- **DATA SHOWN**
//! Pluggable layout validation.
//!
//! The engine is a registered list of independent rules, each a pure
//! check over a [`LayoutDefinition`] and the component catalog. Rules are
//! evaluated in registration order and aggregated into a
//! [`ValidationReport`]; results are always returned as data, never
//! thrown, so callers can render the issue list to the user.
//!
//! A panicking rule must not abort the remaining rules: the engine
//! isolates each rule with `catch_unwind` and records the failure as an
//! error-severity issue.

use std::panic::{catch_unwind, AssertUnwindSafe};

use serde::{Deserialize, Serialize};

use crate::model::{ComponentCatalog, ComponentKey, LayoutDefinition};

pub mod rules;

/// How severe a validation finding is.
///
/// Errors gate applying or importing a layout; warnings are advisory.
#[derive(Debug, Clone, Copy, PartialEq, Eq, Serialize, Deserialize)]
#[serde(rename_all = "lowercase")]
pub enum Severity {
    /// Advisory finding; the layout may still be applied.
    Warning,
    /// Blocking finding; apply/import is rejected.
    Error,
}

/// One finding from one rule.
#[derive(Debug, Clone, PartialEq, Serialize, Deserialize)]
pub struct ValidationIssue {
    /// Id of the rule that produced the finding.
    pub rule: String,
    /// Severity of the finding.
    pub severity: Severity,
    /// The component the finding concerns, when it concerns one.
    #[serde(default, skip_serializing_if = "Option::is_none")]
    pub component: Option<ComponentKey>,
    /// Human-readable description.
    pub message: String,
}

impl ValidationIssue {
    /// Build an issue for a specific component.
    pub fn component(
        rule: &str,
        severity: Severity,
        component: &ComponentKey,
        message: impl Into<String>,
    ) -> Self {
        Self {
            rule: rule.to_string(),
            severity,
            component: Some(component.clone()),
            message: message.into(),
        }
    }

    /// Build a layout-wide issue.
    pub fn layout(rule: &str, severity: Severity, message: impl Into<String>) -> Self {
        Self {
            rule: rule.to_string(),
            severity,
            component: None,
            message: message.into(),
        }
    }
}

/// Result of a single rule evaluation.
#[derive(Debug, Clone, PartialEq)]
pub struct RuleOutcome {
    /// Whether the rule found nothing.
    pub valid: bool,
    /// The findings, possibly empty.
    pub issues: Vec<ValidationIssue>,
}

impl RuleOutcome {
    /// Outcome with no findings.
    pub fn pass() -> Self {
        Self {
            valid: true,
            issues: Vec::new(),
        }
    }

    /// Outcome from a list of findings (empty list passes).
    pub fn from_issues(issues: Vec<ValidationIssue>) -> Self {
        Self {
            valid: issues.is_empty(),
            issues,
        }
    }
}

/// Check function signature shared by all rules.
pub type RuleCheck =
    Box<dyn Fn(&LayoutDefinition, &ComponentCatalog) -> RuleOutcome + Send + Sync>;

/// One registered rule: an id plus an independent check predicate.
///
/// Rules are deliberately *not* a class hierarchy; a rule is its check
/// function, and the engine treats every rule identically.
pub struct ValidationRule {
    id: &'static str,
    check: RuleCheck,
}

impl ValidationRule {
    /// Register a rule under `id`.
    pub fn new(
        id: &'static str,
        check: impl Fn(&LayoutDefinition, &ComponentCatalog) -> RuleOutcome + Send + Sync + 'static,
    ) -> Self {
        Self {
            id,
            check: Box::new(check),
        }
    }

    /// The rule's id, used in findings and failure reports.
    pub fn id(&self) -> &'static str {
        self.id
    }
}

impl std::fmt::Debug for ValidationRule {
    fn fmt(&self, f: &mut std::fmt::Formatter<'_>) -> std::fmt::Result {
        f.debug_struct("ValidationRule")
            .field("id", &self.id)
            .finish_non_exhaustive()
    }
}

/// Aggregated result of evaluating every registered rule.
#[derive(Debug, Clone, PartialEq, Serialize, Deserialize)]
pub struct ValidationReport {
    /// Whether the layout may be applied (no error-severity issues).
    pub valid: bool,
    /// Whether any error-severity issue was found.
    pub has_errors: bool,
    /// Whether any warning-severity issue was found.
    pub has_warnings: bool,
    /// Every finding from every rule, in rule registration order.
    pub issues: Vec<ValidationIssue>,
}

impl ValidationReport {
    /// Aggregate a flat issue list into a report.
    pub fn from_issues(issues: Vec<ValidationIssue>) -> Self {
        let has_errors = issues.iter().any(|i| i.severity == Severity::Error);
        let has_warnings = issues.iter().any(|i| i.severity == Severity::Warning);
        Self {
            valid: !has_errors,
            has_errors,
            has_warnings,
            issues,
        }
    }

    /// Only the error-severity issues, cloned for rejection payloads.
    pub fn errors(&self) -> Vec<ValidationIssue> {
        self.issues
            .iter()
            .filter(|i| i.severity == Severity::Error)
            .cloned()
            .collect()
    }
}

/// Stateless engine over a registered rule list.
#[derive(Debug)]
pub struct ValidationEngine {
    rules: Vec<ValidationRule>,
}

impl ValidationEngine {
    /// An engine with no rules (everything passes).
    pub fn empty() -> Self {
        Self { rules: Vec::new() }
    }

    /// An engine preloaded with the canonical rule set.
    pub fn with_default_rules() -> Self {
        let mut engine = Self::empty();
        for rule in rules::default_rules() {
            engine.register(rule);
        }
        engine
    }

    /// Append a rule; later registrations run after earlier ones.
    pub fn register(&mut self, rule: ValidationRule) {
        self.rules.push(rule);
    }

    /// Number of registered rules.
    pub fn rule_count(&self) -> usize {
        self.rules.len()
    }

    /// Evaluate every rule against `layout` and aggregate the findings.
    ///
    /// A rule that panics is recorded as an error-severity issue under
    /// its own id and the remaining rules still run.
    pub fn validate(
        &self,
        layout: &LayoutDefinition,
        catalog: &ComponentCatalog,
    ) -> ValidationReport {
        let mut issues = Vec::new();
        for rule in &self.rules {
            match catch_unwind(AssertUnwindSafe(|| (rule.check)(layout, catalog))) {
                Ok(outcome) => issues.extend(outcome.issues),
                Err(panic) => {
                    let detail = panic_message(panic.as_ref());
                    tracing::error!(rule = rule.id(), detail, "validation rule panicked");
                    issues.push(ValidationIssue::layout(
                        rule.id(),
                        Severity::Error,
                        format!("rule failed to evaluate: {detail}"),
                    ));
                }
            }
        }
        ValidationReport::from_issues(issues)
    }
}

impl Default for ValidationEngine {
    fn default() -> Self {
        Self::with_default_rules()
    }
}

fn panic_message(panic: &(dyn std::any::Any + Send)) -> &str {
    if let Some(s) = panic.downcast_ref::<&'static str>() {
        s
    } else if let Some(s) = panic.downcast_ref::<String>() {
        s.as_str()
    } else {
        "non-string panic payload"
    }
}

- **ABOUT THIS TASK**
Where a line above holds the word "Build", copy it.

- **SOLUTION**
    /// Build an issue for a specific component.
    /// Build a layout-wide issue.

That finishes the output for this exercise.